Mme Diège et sa fille sont attentives. Elles m'aident, maintiennent le bébé, posent des questions. J'explique pourquoi l'antibiotique, pourquoi l'anti-viral. Quoi surveiller, comment, combien de temps. Comment les choses peuvent évoluer, comment elles ne doivent pas évoluer. Ce qui doit motiver une nouvelle consultation, bref, tout ce qui pourrait arriver.
Je crois que j'ai vaincu son hostilité.
Reste à faire de même avec ce coryza...
Commentaires
Je comprends que vous soyez surpris, mais votre blog a pris une autre tournure.
Déjà vous saviez raconter, nous intéresser à votre univers.
Désormais, c'est chaque jour que vous nous montrez la diversité de vos patients, de votre métier, de sa beauté.
Merci et bon courage, car on risque en demander encore et encore.
Je suis accro à votre blog depuis plusieurs années. J'en apprécie les sujets toujours abordés avec délicatesse et une grande humanité. Non dépourvu d'humour et souvent plein de poésie j'aime beaucoup votre style et votre façon de nous faire partager vos expériences.
Cette chronique devenue quotidienne est un régal dont je me réjouis d'avance chaque matin.
C'est vraiment super de donner des conseils c'est agréable de pouvoir prendre un peu de temps pour ces patients de tous poils et autre !

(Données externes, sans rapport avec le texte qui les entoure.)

//! Error types for the build pipeline.

use std::path::PathBuf;

use slashc_catalog::{CatalogError, CommandRef};
use slashc_manifest::ManifestError;
use thiserror::Error;

pub type Result<T> = std::result::Result<T, BuildError>;

/// Failures that abort a build.
///
/// A missing prompt document is not among them: the pipeline reports it
/// and moves on.
#[derive(Debug, Error)]
pub enum BuildError {
    #[error("Invalid catalog: {0}")]
    Catalog(#[from] CatalogError),

    #[error("Failed to create directory {}: {source}", .path.display())]
    CreateDir {
        path: PathBuf,
        source: std::io::Error,
    },

    #[error("Failed to read {}: {source}", .path.display())]
    Read {
        path: PathBuf,
        source: std::io::Error,
    },

    #[error("Failed to write {}: {source}", .path.display())]
    Write {
        path: PathBuf,
        source: std::io::Error,
    },

    #[error("Failed to serialize manifest for {entry}: {source}")]
    Manifest {
        entry: CommandRef,
        source: ManifestError,
    },
}

impl BuildError {
    /// Filesystem path involved in the failure, if any.
    pub fn path(&self) -> Option<&std::path::Path> {
        match self {
            BuildError::CreateDir { path, .. }
            | BuildError::Read { path, .. }
            | BuildError::Write { path, .. } => Some(path),
            BuildError::Catalog(_) | BuildError::Manifest { .. } => None,
        }
    }
}
mod render;

use std::path::PathBuf;
use std::process::ExitCode;

use anyhow::Context;
use clap::Parser;
use slashc_build::{Layout, Pipeline};
use slashc_catalog::builtin_catalog;

use crate::render::{ConsoleReporter, JsonLines};

const EXIT_OK: u8 = 0;
/// Fatal error, or `--check` found stale manifests.
const EXIT_FAILURE: u8 = 1;
/// `--strict` run that skipped commands.
const EXIT_SKIPPED: u8 = 2;

#[derive(Parser)]
#[command(
    name = "slashc",
    about = "Compile prompt documents into slash command manifests",
    version
)]
struct Cli {
    /// Project root holding `commands/` (defaults to the current directory)
    #[arg(short, long, value_name = "DIR")]
    root: Option<PathBuf>,

    /// Verify the manifests are up to date without writing anything
    #[arg(long)]
    check: bool,

    /// Exit with status 2 when any command had no prompt document
    #[arg(long)]
    strict: bool,

    /// Print events as JSON lines instead of the text report
    #[arg(long)]
    json: bool,

    /// Enable debug logging
    #[arg(short, long)]
    verbose: bool,
}

fn main() -> ExitCode {
    let cli = Cli::parse();

    // Logs go to stderr, stdout carries the report.
    let default_level = if cli.verbose { "debug" } else { "info" };
    tracing_subscriber::fmt()
        .with_env_filter(
            tracing_subscriber::EnvFilter::try_from_default_env()
                .unwrap_or_else(|_| tracing_subscriber::EnvFilter::new(default_level)),
        )
        .with_writer(std::io::stderr)
        .init();

    match run(&cli) {
        Ok(code) => ExitCode::from(code),
        Err(e) => {
            eprintln!("Error: {e:#}");
            ExitCode::from(EXIT_FAILURE)
        }
    }
}

fn run(cli: &Cli) -> anyhow::Result<u8> {
    let root = match &cli.root {
        Some(dir) => dir.clone(),
        None => std::env::current_dir().context("failed to resolve the current directory")?,
    };

    let catalog = builtin_catalog();
    let pipeline = Pipeline::new(&catalog, Layout::rooted_at(&root));

    if cli.check {
        let report = pipeline.check().context("manifest check failed")?;
        if cli.json {
            render::emit(&render::render_check_json(&report)?);
        } else {
            render::emit(&render::render_check(&report, &root));
        }
        return Ok(if report.is_clean() {
            EXIT_OK
        } else {
            EXIT_FAILURE
        });
    }

    let report = if cli.json {
        pipeline.run(&mut JsonLines)
    } else {
        pipeline.run(&mut ConsoleReporter::new(&root))
    }
    .context("manifest build failed")?;

    if cli.strict && !report.is_complete() {
        tracing::warn!(
            skipped = report.skipped_count(),
            "Strict mode: some commands were skipped"
        );
        return Ok(EXIT_SKIPPED);
    }

    Ok(EXIT_OK)
}
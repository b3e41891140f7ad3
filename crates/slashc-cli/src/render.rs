//! Text and JSON rendering of build events.

use std::fmt::Write as _;
use std::io::{self, Write as _};
use std::path::{Path, PathBuf};

use slashc_build::{BuildEvent, BuildObserver, BuildReport, CheckReport, EntryStatus};

/// How many example invocations the summary lists.
const MAX_EXAMPLES: usize = 3;

/// Prints a human-readable progress report to stdout.
pub struct ConsoleReporter {
    root: PathBuf,
}

impl ConsoleReporter {
    pub fn new(root: impl Into<PathBuf>) -> Self {
        Self { root: root.into() }
    }
}

impl BuildObserver for ConsoleReporter {
    fn notify(&mut self, event: &BuildEvent) {
        emit(&render_event(event, &self.root));
    }
}

/// Prints every event as one JSON object per line.
pub struct JsonLines;

impl BuildObserver for JsonLines {
    fn notify(&mut self, event: &BuildEvent) {
        match serde_json::to_string(event) {
            Ok(line) => emit(&format!("{line}\n")),
            Err(e) => tracing::error!(kind = event.kind(), "Failed to serialize event: {e}"),
        }
    }
}

/// Write report text to stdout.
///
/// A reader that went away (`slashc | head`) ends the output quietly.
pub fn emit(text: &str) {
    let mut out = io::stdout().lock();
    if let Err(e) = write_report(&mut out, text) {
        tracing::error!("Failed to write report: {e}");
    }
}

fn write_report(out: &mut impl io::Write, text: &str) -> io::Result<()> {
    match out.write_all(text.as_bytes()).and_then(|()| out.flush()) {
        Err(e) if e.kind() == io::ErrorKind::BrokenPipe => Ok(()),
        other => other,
    }
}

/// Text for one event. Paths are shown relative to `root` when possible.
pub fn render_event(event: &BuildEvent, root: &Path) -> String {
    match event {
        BuildEvent::CategoryStarted { category, .. } => format!("\n📁 {category}\n"),
        BuildEvent::EntryWritten { entry, path } => {
            format!("  ✓ {} → {}\n", entry.command, display_path(path, root))
        }
        BuildEvent::EntrySkipped { entry, source_path } => format!(
            "  ⚠ {entry}: {} not found, skipping\n",
            display_path(source_path, root)
        ),
        BuildEvent::RunComplete { report } => render_summary(report, root),
    }
}

/// Final block: count, produced directories and example invocations.
pub fn render_summary(report: &BuildReport, root: &Path) -> String {
    let mut out = String::new();

    let _ = write!(out, "\nGenerated {} command manifests", report.written_count());
    if report.skipped_count() > 0 {
        let _ = write!(out, " ({} skipped)", report.skipped_count());
    }
    out.push('\n');

    if report.groups.is_empty() {
        return out;
    }

    out.push_str("\nOutput:\n");
    for group in &report.groups {
        let _ = writeln!(
            out,
            "  {}/  {}",
            display_path(&group.output_dir, root),
            group.commands.join(", ")
        );
    }

    out.push_str("\nTry:\n");
    for written in report.written.iter().take(MAX_EXAMPLES) {
        let _ = writeln!(out, "  {}", written.entry.invocation());
    }

    out
}

/// Text report for `--check`.
pub fn render_check(report: &CheckReport, root: &Path) -> String {
    let mut out = String::new();

    for checked in report.out_of_date() {
        let label = match checked.status {
            EntryStatus::Stale => "stale",
            _ => "missing",
        };
        let _ = writeln!(
            out,
            "  ✗ {} ({label}): {}",
            checked.entry,
            display_path(&checked.output_path, root)
        );
    }

    if report.is_clean() {
        let _ = writeln!(
            out,
            "All {} manifests are up to date",
            report.count(EntryStatus::UpToDate)
        );
    } else {
        let _ = writeln!(
            out,
            "{} stale, {} missing; run slashc to regenerate",
            report.count(EntryStatus::Stale),
            report.count(EntryStatus::Missing)
        );
    }

    out
}

/// JSON report for `--check --json`: one object on one line.
pub fn render_check_json(report: &CheckReport) -> serde_json::Result<String> {
    Ok(format!("{}\n", serde_json::to_string(report)?))
}

fn display_path(path: &Path, root: &Path) -> String {
    path.strip_prefix(root)
        .unwrap_or(path)
        .display()
        .to_string()
}
//! Up-to-date check: compare what a build would write with what is on disk.

use std::io::ErrorKind;
use std::path::PathBuf;

use serde::Serialize;
use slashc_catalog::CommandRef;
use tracing::{debug, warn};

use crate::error::{BuildError, Result};
use crate::pipeline::Pipeline;

#[derive(Debug, Clone, Copy, PartialEq, Eq, Serialize)]
#[serde(rename_all = "snake_case")]
pub enum EntryStatus {
    /// The manifest on disk matches a fresh build byte for byte.
    UpToDate,
    /// The manifest exists but differs.
    Stale,
    /// The prompt document exists but no manifest was written for it.
    Missing,
    /// No prompt document, so nothing is expected on disk.
    SourceMissing,
}

#[derive(Debug, Clone, PartialEq, Eq, Serialize)]
pub struct CheckedEntry {
    pub entry: CommandRef,
    pub output_path: PathBuf,
    pub status: EntryStatus,
}

#[derive(Debug, Clone, Default, Serialize)]
pub struct CheckReport {
    pub entries: Vec<CheckedEntry>,
}

impl CheckReport {
    /// True when every manifest that a build would write is present and current.
    pub fn is_clean(&self) -> bool {
        self.out_of_date().next().is_none()
    }

    pub fn count(&self, status: EntryStatus) -> usize {
        self.entries.iter().filter(|e| e.status == status).count()
    }

    /// Entries whose manifest is stale or missing.
    pub fn out_of_date(&self) -> impl Iterator<Item = &CheckedEntry> {
        self.entries
            .iter()
            .filter(|e| matches!(e.status, EntryStatus::Stale | EntryStatus::Missing))
    }
}

impl Pipeline<'_> {
    /// Render every entry in memory and compare against the output tree.
    ///
    /// Nothing is written.
    pub fn check(&self) -> Result<CheckReport> {
        self.catalog().validate()?;

        let mut report = CheckReport::default();
        for entry in self.catalog().entries() {
            let output_path = self.layout().output_path(&entry);
            let status = match self.render_entry(&entry)? {
                None => EntryStatus::SourceMissing,
                Some((_, expected)) => match std::fs::read(&output_path) {
                    Ok(actual) if actual == expected.as_bytes() => EntryStatus::UpToDate,
                    Ok(_) => EntryStatus::Stale,
                    Err(e) if e.kind() == ErrorKind::NotFound => EntryStatus::Missing,
                    Err(source) => {
                        return Err(BuildError::Read {
                            path: output_path,
                            source,
                        });
                    }
                },
            };

            match status {
                EntryStatus::Stale | EntryStatus::Missing => {
                    warn!(%entry, path = %output_path.display(), ?status, "Manifest out of date")
                }
                _ => debug!(%entry, ?status, "Checked manifest"),
            }

            report.entries.push(CheckedEntry {
                entry,
                output_path,
                status,
            });
        }

        Ok(report)
    }
}

#[cfg(test)]
mod tests {
    use super::*;
    use crate::events::NoopObserver;
    use crate::layout::Layout;
    use slashc_catalog::Catalog;

    fn write_source(layout: &Layout, category: &str, command: &str, body: &str) {
        let path = layout.source_path(&CommandRef::new(category, command));
        std::fs::create_dir_all(path.parent().unwrap()).unwrap();
        std::fs::write(path, body).unwrap();
    }

    #[test]
    fn test_check_before_and_after_build() {
        let tmp = tempfile::tempdir().unwrap();
        let layout = Layout::rooted_at(tmp.path());
        write_source(&layout, "alpha", "foo", "foo body");
        let catalog = Catalog::new().with_category("alpha", ["foo", "bar"]);
        let pipeline = Pipeline::new(&catalog, layout);

        let before = pipeline.check().unwrap();
        assert!(!before.is_clean());
        assert_eq!(before.count(EntryStatus::Missing), 1);
        assert_eq!(before.count(EntryStatus::SourceMissing), 1);

        pipeline.run(&mut NoopObserver).unwrap();

        let after = pipeline.check().unwrap();
        assert!(after.is_clean());
        assert_eq!(after.count(EntryStatus::UpToDate), 1);
        assert_eq!(after.count(EntryStatus::SourceMissing), 1);
    }

    #[test]
    fn test_check_detects_edited_source() {
        let tmp = tempfile::tempdir().unwrap();
        let layout = Layout::rooted_at(tmp.path());
        write_source(&layout, "alpha", "foo", "v1");
        let catalog = Catalog::new().with_category("alpha", ["foo"]);
        let pipeline = Pipeline::new(&catalog, layout.clone());
        pipeline.run(&mut NoopObserver).unwrap();

        write_source(&layout, "alpha", "foo", "v2");
        let report = pipeline.check().unwrap();
        let stale: Vec<&CheckedEntry> = report.out_of_date().collect();
        assert_eq!(stale.len(), 1);
        assert_eq!(stale[0].status, EntryStatus::Stale);
        assert_eq!(stale[0].entry, CommandRef::new("alpha", "foo"));
    }

    #[test]
    fn test_check_writes_nothing() {
        let tmp = tempfile::tempdir().unwrap();
        let layout = Layout::rooted_at(tmp.path());
        write_source(&layout, "alpha", "foo", "body");
        let catalog = Catalog::new().with_category("alpha", ["foo"]);
        Pipeline::new(&catalog, layout.clone()).check().unwrap();
        assert!(!layout.output_root.exists());
    }
}
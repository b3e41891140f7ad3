//! slashc-manifest: serialization of slash-command manifests.
//!
//! A manifest is a small TOML document:
//!
//! ```text
//! description = "Write a conventional commit message for staged changes"
//!
//! prompt = """
//! <prompt body, escaped>
//! """
//! ```
//!
//! The prompt body is embedded in a multi-line basic string, so it is
//! escaped with [`escape_prompt_body`] first. [`unescape_prompt_body`] is
//! the exact inverse.

pub mod document;
pub mod escape;

use thiserror::Error;

pub use document::{ManifestDocument, check_description, serialize};
pub use escape::{DELIMITER, escape_prompt_body, unescape_prompt_body};

#[derive(Debug, Error)]
pub enum ManifestError {
    #[error("Invalid description {description:?}: {reason}")]
    InvalidDescription {
        description: String,
        reason: &'static str,
    },
    #[error("Invalid escape at byte {position}: {reason}")]
    InvalidEscape {
        position: usize,
        reason: &'static str,
    },
    #[error("TOML parse error: {0}")]
    Parse(#[from] toml::de::Error),
}

pub type Result<T> = std::result::Result<T, ManifestError>;
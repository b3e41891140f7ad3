//! slashc-catalog: the command registry and description table.
//!
//! A [`Catalog`] lists, per category, the command ids a build must produce
//! and maps `category/command` keys to one-line descriptions. It is built
//! once at startup and handed to the build pipeline; nothing mutates it
//! afterwards.

pub mod builtin;
pub mod describe;
pub mod registry;

pub use builtin::builtin_catalog;
pub use describe::fallback_description;
pub use registry::{Catalog, CatalogError, Category, CommandRef, is_valid_identifier};
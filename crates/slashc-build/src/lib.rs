//! slashc-build: turns prompt documents into slash-command manifests.
//!
//! For every entry of a [`Catalog`](slashc_catalog::Catalog) the
//! [`Pipeline`] reads `commands/<category>/<command>.md`, resolves the
//! entry's description, serializes a manifest and writes it to
//! `.gemini/commands/<category>/<command>.toml`. Entries without a prompt
//! document are skipped and reported; filesystem failures abort the run.
//!
//! Progress is reported through [`BuildObserver`] events rather than
//! printed, so front ends decide how to render it.

pub mod check;
pub mod error;
pub mod events;
pub mod layout;
pub mod loader;
pub mod pipeline;

pub use check::{CheckReport, CheckedEntry, EntryStatus};
pub use error::{BuildError, Result};
pub use events::{BuildEvent, BuildObserver, EventLog, NoopObserver};
pub use layout::{DEFAULT_COMMANDS_DIR, DEFAULT_OUTPUT_DIR, Layout};
pub use loader::{PromptDocument, load_prompt};
pub use pipeline::{ArtifactGroup, BuildReport, EntryOutcome, Pipeline, WrittenManifest};
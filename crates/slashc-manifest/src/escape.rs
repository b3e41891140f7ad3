//! Escaping of prompt bodies for a TOML multi-line basic string.
//!
//! Grammar, applied in this order:
//!
//! 1. `\` becomes `\\`
//! 2. each `"""` (left to right, non-overlapping) becomes `\"\"\"`
//! 3. carriage return becomes `\r`; other control characters except tab and
//!    line feed become `\uXXXX`
//!
//! Step 1 runs before step 2 so the backslashes step 2 inserts are not
//! doubled again. Since every backslash of the body is doubled, a body that
//! already contains `\"\"\"` still round-trips.

use std::str::CharIndices;

use crate::{ManifestError, Result};

/// Delimiter of a TOML multi-line basic string.
pub const DELIMITER: &str = "\"\"\"";

const ESCAPED_DELIMITER: &str = "\\\"\\\"\\\"";

/// Escape a raw prompt body so it can sit between two [`DELIMITER`]s.
pub fn escape_prompt_body(body: &str) -> String {
    let escaped = body
        .replace('\\', "\\\\")
        .replace(DELIMITER, ESCAPED_DELIMITER);
    escape_control_chars(escaped)
}

fn escape_control_chars(text: String) -> String {
    if !text.chars().any(needs_control_escape) {
        return text;
    }

    let mut out = String::with_capacity(text.len() + 16);
    for c in text.chars() {
        match c {
            '\r' => out.push_str("\\r"),
            c if needs_control_escape(c) => out.push_str(&format!("\\u{:04X}", c as u32)),
            c => out.push(c),
        }
    }
    out
}

/// Characters TOML forbids raw inside a multi-line basic string.
fn needs_control_escape(c: char) -> bool {
    c.is_ascii_control() && c != '\t' && c != '\n'
}

/// Decode an escaped body back into the raw text.
///
/// Accepts the full TOML basic-string escape set, not only the sequences
/// [`escape_prompt_body`] produces, so hand-edited manifests decode too.
pub fn unescape_prompt_body(escaped: &str) -> Result<String> {
    let mut out = String::with_capacity(escaped.len());
    let mut chars = escaped.char_indices();

    while let Some((position, c)) = chars.next() {
        if c != '\\' {
            out.push(c);
            continue;
        }

        let Some((_, next)) = chars.next() else {
            return Err(invalid(position, "dangling backslash"));
        };
        let decoded = match next {
            '\\' => '\\',
            '"' => '"',
            'b' => '\u{8}',
            't' => '\t',
            'n' => '\n',
            'f' => '\u{c}',
            'r' => '\r',
            'e' => '\u{1b}',
            'u' => read_code_point(&mut chars, 4, position)?,
            'U' => read_code_point(&mut chars, 8, position)?,
            _ => return Err(invalid(position, "unknown escape sequence")),
        };
        out.push(decoded);
    }

    Ok(out)
}

fn read_code_point(
    chars: &mut CharIndices<'_>,
    digits: usize,
    position: usize,
) -> Result<char> {
    let mut value: u32 = 0;
    for _ in 0..digits {
        let digit = chars
            .next()
            .and_then(|(_, d)| d.to_digit(16))
            .ok_or_else(|| invalid(position, "truncated unicode escape"))?;
        value = value * 16 + digit;
    }
    char::from_u32(value).ok_or_else(|| invalid(position, "escape is not a unicode scalar value"))
}

fn invalid(position: usize, reason: &'static str) -> ManifestError {
    ManifestError::InvalidEscape { position, reason }
}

OK à 100% avec les commentaires 1/2 !On apprend beaucoup, et que le métier de véto n'est pas simple (ce dont on se doutait un peu !) car les patients sont divers et parfois peu "coopératifs" !
Bjr.
C'est chouette, chaque jour, j'ouvre l'ordi et hop, avant d'entamer quoi que ce soit de ma journée, je viens faire un tour auprès de vous..Votre écriture est très filmographique, car je vous vois, là, stéthoscope sur la blouse. J'en arrive à me demander maintenant si lors d'une consult ou visite actuelle, vous pensez parfois à vos lecteurs en vous disant "tiens , ça je vais leur raconter"...
merci Doc
Est-il possible de comprendre, pour qqun qui n'a pas un bac + 5 (voire davantage) en biologie, pourquoi la présence d'un virus dans l'organisme entraine la prolifération de bactéries ?
D'avance merci.
Fourrure :
C'est une question de... porte ouverte. Nous avons des bactéries partout dans le corps. La plupart sont inoffensives, d'autres ont le potentiel de nous causer des maladies (tiens, le fameux staphylocoque doré : vous en avez plein la peau, et pourtant vous n'êtes pas malade alors qu'il est capable de causer des ravages). Mais elles ne peuvent pas attaquer les tissus car ils se défendent bien, par un mélange de défenses passives (du mucus, une barrière cutanée inviolable) et actives (l'immunité). De nombreux virus ont la capacité de désorganiser tout ça, laissant le champ libre à ces bactéries.
Une petite remarque. Il faut préciser "poser la pommade, l'équivalent d'un grain de riz.." et non "posez un grain de riz sur la cornée". Certaines personnes peuvent mal comprendre et mettre un grain de riz dans l'oeil du chat, et je sais de quoi je parle.